• [Task instructions] From the records below, copy each line in which the string "custom" occurs.

• [Dataset entries]
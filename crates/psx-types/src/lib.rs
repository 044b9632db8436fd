//! Validated scalar types shared across the PharmaStackX workspace.
//!
//! These newtypes guarantee their invariant at construction time so the rest
//! of the codebase never re-validates medicine names, quantities, or
//! coordinates after the trust boundary.

/// Errors that can occur when creating validated text types.
#[derive(Debug, thiserror::Error)]
pub enum TextError {
    /// The input text was empty or contained only whitespace
    #[error("Text cannot be empty")]
    Empty,
}

/// Errors that can occur when creating validated numeric types.
#[derive(Debug, thiserror::Error)]
pub enum ValueError {
    /// A quantity was zero; requested and quoted quantities must be at least one
    #[error("Quantity must be at least 1")]
    ZeroQuantity,
    /// A latitude was outside [-90, 90]
    #[error("Latitude out of range: {0}")]
    LatitudeOutOfRange(f64),
    /// A longitude was outside [-180, 180]
    #[error("Longitude out of range: {0}")]
    LongitudeOutOfRange(f64),
    /// A coordinate was NaN or infinite
    #[error("Coordinate is not a finite number")]
    NonFiniteCoordinate,
}

/// A string type that guarantees non-empty content.
///
/// Wraps a `String` and ensures it contains at least one non-whitespace
/// character. Input is trimmed during construction. Used for medicine names,
/// pharmacy names, and addresses where an empty value would make a record
/// meaningless.
#[derive(Debug, Clone, PartialEq, Eq)]
pub struct NonEmptyText(String);

impl NonEmptyText {
    /// Creates a new `NonEmptyText` from the given input.
    ///
    /// The input is trimmed of leading and trailing whitespace. If the trimmed
    /// result is empty, an error is returned.
    ///
    /// # Errors
    ///
    /// Returns `TextError::Empty` if the trimmed input is empty.
    pub fn new(input: impl AsRef<str>) -> Result<Self, TextError> {
        let trimmed = input.as_ref().trim();
        if trimmed.is_empty() {
            return Err(TextError::Empty);
        }
        Ok(Self(trimmed.to_owned()))
    }

    /// Returns the inner string as a string slice.
    pub fn as_str(&self) -> &str {
        &self.0
    }

    /// Consumes the wrapper and returns the inner `String`.
    pub fn into_inner(self) -> String {
        self.0
    }
}

impl std::fmt::Display for NonEmptyText {
    fn fmt(&self, f: &mut std::fmt::Formatter<'_>) -> std::fmt::Result {
        write!(f, "{}", self.0)
    }
}

impl AsRef<str> for NonEmptyText {
    fn as_ref(&self) -> &str {
        &self.0
    }
}

impl serde::Serialize for NonEmptyText {
    fn serialize<S>(&self, serializer: S) -> Result<S::Ok, S::Error>
    where
        S: serde::Serializer,
    {
        serializer.serialize_str(&self.0)
    }
}

impl<'de> serde::Deserialize<'de> for NonEmptyText {
    fn deserialize<D>(deserializer: D) -> Result<Self, D::Error>
    where
        D: serde::Deserializer<'de>,
    {
        let s = String::deserialize(deserializer)?;
        NonEmptyText::new(&s).map_err(serde::de::Error::custom)
    }
}

/// A quantity that is guaranteed to be at least one.
///
/// Requested items carry a patient-side quantity; cart lines carry the
/// pharmacy-quoted quantity. Neither may be zero, so both go through this
/// type at the trust boundary.
#[derive(Debug, Clone, Copy, PartialEq, Eq, PartialOrd, Ord)]
pub struct PositiveQuantity(u32);

impl PositiveQuantity {
    /// Creates a new `PositiveQuantity`.
    ///
    /// # Errors
    ///
    /// Returns `ValueError::ZeroQuantity` if `value` is zero.
    pub fn new(value: u32) -> Result<Self, ValueError> {
        if value == 0 {
            return Err(ValueError::ZeroQuantity);
        }
        Ok(Self(value))
    }

    /// Returns the quantity as a plain `u32`.
    pub fn get(&self) -> u32 {
        self.0
    }
}

impl std::fmt::Display for PositiveQuantity {
    fn fmt(&self, f: &mut std::fmt::Formatter<'_>) -> std::fmt::Result {
        write!(f, "{}", self.0)
    }
}

impl serde::Serialize for PositiveQuantity {
    fn serialize<S>(&self, serializer: S) -> Result<S::Ok, S::Error>
    where
        S: serde::Serializer,
    {
        serializer.serialize_u32(self.0)
    }
}

impl<'de> serde::Deserialize<'de> for PositiveQuantity {
    fn deserialize<D>(deserializer: D) -> Result<Self, D::Error>
    where
        D: serde::Deserializer<'de>,
    {
        let v = u32::deserialize(deserializer)?;
        PositiveQuantity::new(v).map_err(serde::de::Error::custom)
    }
}

/// A validated WGS84 coordinate pair.
///
/// Patient geolocation and pharmacy locations both use this type, so
/// distance computation never sees out-of-range or non-finite coordinates.
#[derive(Debug, Clone, Copy, PartialEq, serde::Serialize, serde::Deserialize)]
#[serde(try_from = "RawGeoPoint", into = "RawGeoPoint")]
pub struct GeoPoint {
    lat: f64,
    lon: f64,
}

/// Unvalidated serde carrier for [`GeoPoint`].
#[derive(Debug, Clone, Copy, serde::Serialize, serde::Deserialize)]
struct RawGeoPoint {
    lat: f64,
    lon: f64,
}

impl GeoPoint {
    /// Creates a new `GeoPoint`.
    ///
    /// # Errors
    ///
    /// Returns a `ValueError` if either coordinate is non-finite or out of
    /// range.
    pub fn new(lat: f64, lon: f64) -> Result<Self, ValueError> {
        if !lat.is_finite() || !lon.is_finite() {
            return Err(ValueError::NonFiniteCoordinate);
        }
        if !(-90.0..=90.0).contains(&lat) {
            return Err(ValueError::LatitudeOutOfRange(lat));
        }
        if !(-180.0..=180.0).contains(&lon) {
            return Err(ValueError::LongitudeOutOfRange(lon));
        }
        Ok(Self { lat, lon })
    }

    /// Returns the latitude in degrees.
    pub fn lat(&self) -> f64 {
        self.lat
    }

    /// Returns the longitude in degrees.
    pub fn lon(&self) -> f64 {
        self.lon
    }
}

impl TryFrom<RawGeoPoint> for GeoPoint {
    type Error = ValueError;

    fn try_from(raw: RawGeoPoint) -> Result<Self, Self::Error> {
        GeoPoint::new(raw.lat, raw.lon)
    }
}

impl From<GeoPoint> for RawGeoPoint {
    fn from(p: GeoPoint) -> Self {
        RawGeoPoint {
            lat: p.lat,
            lon: p.lon,
        }
    }
}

• [Solution for this problem]
        NonEmptyText::new(&s).map_err(serde::de::Error::custom)
        PositiveQuantity::new(v).map_err(serde::de::Error::custom)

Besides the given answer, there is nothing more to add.